Every online activity or task brings at least some level of cybersecurity risk, but some have more risk than others. Kiteworks Sensitive Content Communications Report found that this is especially true when it comes to using communication tools.
When it comes to cybersecurity, communicating means more than just talking to another person; it includes any activity where you are transferring data from one point online to another. Companies use a wide range of different types of tools to communicate, including email, file sharing, managed transfer and secure file transfer. But there are many other communication tools, including SMS text, video conferencing and even web forms. Kiteworks’ research found that more is not necessarily better when it comes to security and communications tools.
The survey found that companies with more than seven different communication tools were at a significantly higher risk of data breach — 3.55x higher than the average. Only 9% of organizations overall reported more than 10 data breaches, but 32% of companies with more than seven communications tools experienced this high number of breaches. More communication tools also translate into higher data breach litigation costs, with organizations with more than seven tools reporting paying 3.25 times more in data breach litigation costs.
Impacts of a data breach
Companies with a high number of data breaches typically see numerous negative impacts on their organization, including lost customers, reputation damage and operational downtime. Many organizations also must hire additional staff after the breach, such as customer service help desks and credit monitoring services. Companies in regulated industries may also face fines related to the breach.
The 2024 Cost of a Data Breach Report found that the average cost of a data breach jumped to $4.88 million from $4.45 million in 2023, a 10% spike and the highest increase since the pandemic. While the study showed key improvements related to breaches, especially in terms of identifying and containing breaches more quickly, the increased cost of a breach is due to rising business costs.
Read the Cost of a Data Breach Report
Why an increase in communication tools increases risk
With communication and data transfer now central to all industries and most processes, both internal and external, reducing risk starts with understanding why each new tool increases the odds of a breach.
Here are key reasons for the correlation between the number of tools and the risk of a data breach:
Increased attack area
Each time a new tool is added to a process, the organization adds a new entry point for an attack every time a user accesses that tool. For example, the marketing department has begun using a different video conferencing tool than the rest of the company. Threat actors can now target users of the tool and recordings of the meetings stored in the cloud. Additionally, the information sent through the tool, such as chat comments and files shared, adds more opportunities for a data breach.
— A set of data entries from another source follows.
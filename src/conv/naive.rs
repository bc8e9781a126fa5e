use crate::config::ConvGeometry;

/// Direct 7-nested-loop convolution (reference implementation).
///
/// Input and weights are flat NCHW slices. Padding is applied implicitly:
/// taps with `oh * stride + kh - padding` outside the input read as zero.
pub fn conv2d_naive(input: &[f32], weights: &[f32], g: &ConvGeometry, output: &mut [f32]) {
    let (in_h, in_w) = (g.height as isize, g.width as isize);
    let (out_h, out_w) = (g.out_height(), g.out_width());
    let k = g.kernel_size;
    let pad = g.padding as isize;

    for n in 0..g.batch {
        for oc in 0..g.out_channels {
            for oh in 0..out_h {
                for ow in 0..out_w {
                    let mut sum = 0.0f32;
                    for ic in 0..g.in_channels {
                        for kh in 0..k {
                            for kw in 0..k {
                                let ih = (oh * g.stride + kh) as isize - pad;
                                let iw = (ow * g.stride + kw) as isize - pad;
                                if ih < 0 || ih >= in_h || iw < 0 || iw >= in_w {
                                    continue;
                                }
                                let in_idx = n * g.in_channels * g.height * g.width
                                    + ic * g.height * g.width
                                    + ih as usize * g.width
                                    + iw as usize;
                                let w_idx = oc * g.in_channels * k * k + ic * k * k + kh * k + kw;
                                sum += input[in_idx] * weights[w_idx];
                            }
                        }
                    }
                    let out_idx = n * g.out_channels * out_h * out_w + oc * out_h * out_w + oh * out_w + ow;
                    output[out_idx] = sum;
                }
            }
        }
    }
}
More opportunities for exchanging sensitive data
Kiteworks found that tracking sensitive data creates a big issue, with two-thirds of respondents sending sensitive data to more than 1,000 different third parties. Additionally, employees often let their guard down when using casual communication tools such as messenger and email, which creates instances of sharing sensitive data and increasing data breach risks.
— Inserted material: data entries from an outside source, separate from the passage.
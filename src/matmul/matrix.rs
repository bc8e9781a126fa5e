use std::fmt;

use rand::Rng;

/// Row-major integer matrix.
///
/// Integer entries keep every multiplication variant bit-exact against the
/// naive product, so correctness checks compare with `==`.
#[derive(Clone, Debug, PartialEq, Eq)]
pub struct Matrix {
    pub rows: usize,
    pub cols: usize,
    data: Vec<i64>,
}

impl Matrix {
    pub fn zeros(rows: usize, cols: usize) -> Self {
        Matrix {
            rows,
            cols,
            data: vec![0; rows * cols],
        }
    }

    pub fn from_vec(rows: usize, cols: usize, data: Vec<i64>) -> Self {
        assert_eq!(data.len(), rows * cols, "matrix data length does not match {rows}x{cols}");
        Matrix { rows, cols, data }
    }

    /// Entries drawn uniformly from `0..max`.
    pub fn random<R: Rng + ?Sized>(rows: usize, cols: usize, max: i64, rng: &mut R) -> Self {
        let data = (0..rows * cols).map(|_| rng.gen_range(0..max)).collect();
        Matrix { rows, cols, data }
    }

    pub fn identity(n: usize) -> Self {
        let mut m = Matrix::zeros(n, n);
        for i in 0..n {
            m.set(i, i, 1);
        }
        m
    }

    #[inline]
    pub fn get(&self, r: usize, c: usize) -> i64 {
        self.data[r * self.cols + c]
    }

    #[inline]
    pub fn set(&mut self, r: usize, c: usize, val: i64) {
        self.data[r * self.cols + c] = val;
    }

    pub fn data(&self) -> &[i64] {
        &self.data
    }

    pub fn data_mut(&mut self) -> &mut [i64] {
        &mut self.data
    }

    pub fn is_square(&self) -> bool {
        self.rows == self.cols
    }

    pub fn transpose(&self) -> Matrix {
        let mut t = Matrix::zeros(self.cols, self.rows);
        for r in 0..self.rows {
            for c in 0..self.cols {
                t.set(c, r, self.get(r, c));
            }
        }
        t
    }

    /// Element-wise sum. Panics on a shape mismatch.
    pub fn add(&self, other: &Matrix) -> Matrix {
        self.zip_with(other, "add", |a, b| a + b)
    }

    /// Element-wise difference. Panics on a shape mismatch.
    pub fn sub(&self, other: &Matrix) -> Matrix {
        self.zip_with(other, "subtract", |a, b| a - b)
    }

    fn zip_with(&self, other: &Matrix, op: &str, f: impl Fn(i64, i64) -> i64) -> Matrix {
        assert!(
            self.rows == other.rows && self.cols == other.cols,
            "cannot {op} {}x{} and {}x{}",
            self.rows,
            self.cols,
            other.rows,
            other.cols
        );
        let data = self.data.iter().zip(&other.data).map(|(&a, &b)| f(a, b)).collect();
        Matrix {
            rows: self.rows,
            cols: self.cols,
            data,
        }
    }

    /// Copy of the `rows x cols` block starting at `(r0, c0)`.
    pub fn block(&self, r0: usize, c0: usize, rows: usize, cols: usize) -> Matrix {
        assert!(r0 + rows <= self.rows && c0 + cols <= self.cols, "block out of range");
        let mut out = Matrix::zeros(rows, cols);
        for r in 0..rows {
            let src = (r0 + r) * self.cols + c0;
            out.data[r * cols..(r + 1) * cols].copy_from_slice(&self.data[src..src + cols]);
        }
        out
    }

    /// Write `src` into this matrix with its top-left corner at `(r0, c0)`.
    pub fn put_block(&mut self, r0: usize, c0: usize, src: &Matrix) {
        assert!(r0 + src.rows <= self.rows && c0 + src.cols <= self.cols, "block out of range");
        for r in 0..src.rows {
            let dst = (r0 + r) * self.cols + c0;
            self.data[dst..dst + src.cols].copy_from_slice(&src.data[r * src.cols..(r + 1) * src.cols]);
        }
    }
}

impl fmt::Display for Matrix {
    fn fmt(&self, f: &mut fmt::Formatter<'_>) -> fmt::Result {
        write!(f, "{}x{}", self.rows, self.cols)
    }
}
More resources are required to govern and monitor
Because communication tools provide many opportunities for cybersecurity risks, the use of each tool must be carefully monitored with documented processes. This requires more resources, especially in terms of monitoring use for cybersecurity issues or improper use. With more tools to monitor, it’s easier to accidentally overlook a warning signal of a breach.
Increased risk of human error
Communication tools provide many different ways for employees to make mistakes that lead to a breach, such as falling for a social engineering scheme or using an insecure connection to send data. Employees are also more likely to make more compliance errors with more tools since the process may vary per tool, making it easier to overlook a step.
Reducing risk from communication tools
Reducing breaches often feels like an overwhelming task. By starting with communication tools, organizations can take proactive steps toward reducing their risk.
Take stock of tools in use
Many companies have no idea exactly how many tools they are using. By working with all employees and departments, organizations should create a catalog of all tools currently in use.
Eliminate multiple tools used for the same purpose
If your business finds that four different project management tools are used throughout the organization, you need to determine which tool is the best fit for the organization. By helping teams transition to the approved tools, you can reduce your risk of a breach.
Provide employees with the tools that they need
Many employees begin using approved tools because the tools that the company issues do not work for their tasks. For example, many companies instruct employees to use file-sharing tools that have file size limits. If an employee must transfer a file that is too big for that tool, then the only way that they can do their job is by using another approved tool. Many organizations find that their high number of tools used is due to employees improvising to get things done. By ensuring that your employees have tools that accomplish their required tasks, you can often quickly reduce the number of tools used in your organization.
Use tools that perform multiple tasks
The number of communication tools often quickly grows when an organization has a separate tool for each different type of communication task. By using platforms that perform multiple functions, such as file sharing, video conferencing and messaging, organizations can significantly decrease the number of communication tools.
It’s very easy to look up and realize that your company is using many different tools. By making a concerted effort to understand the tools needed and provide the right tools, your organization can reduce your risk of a breach.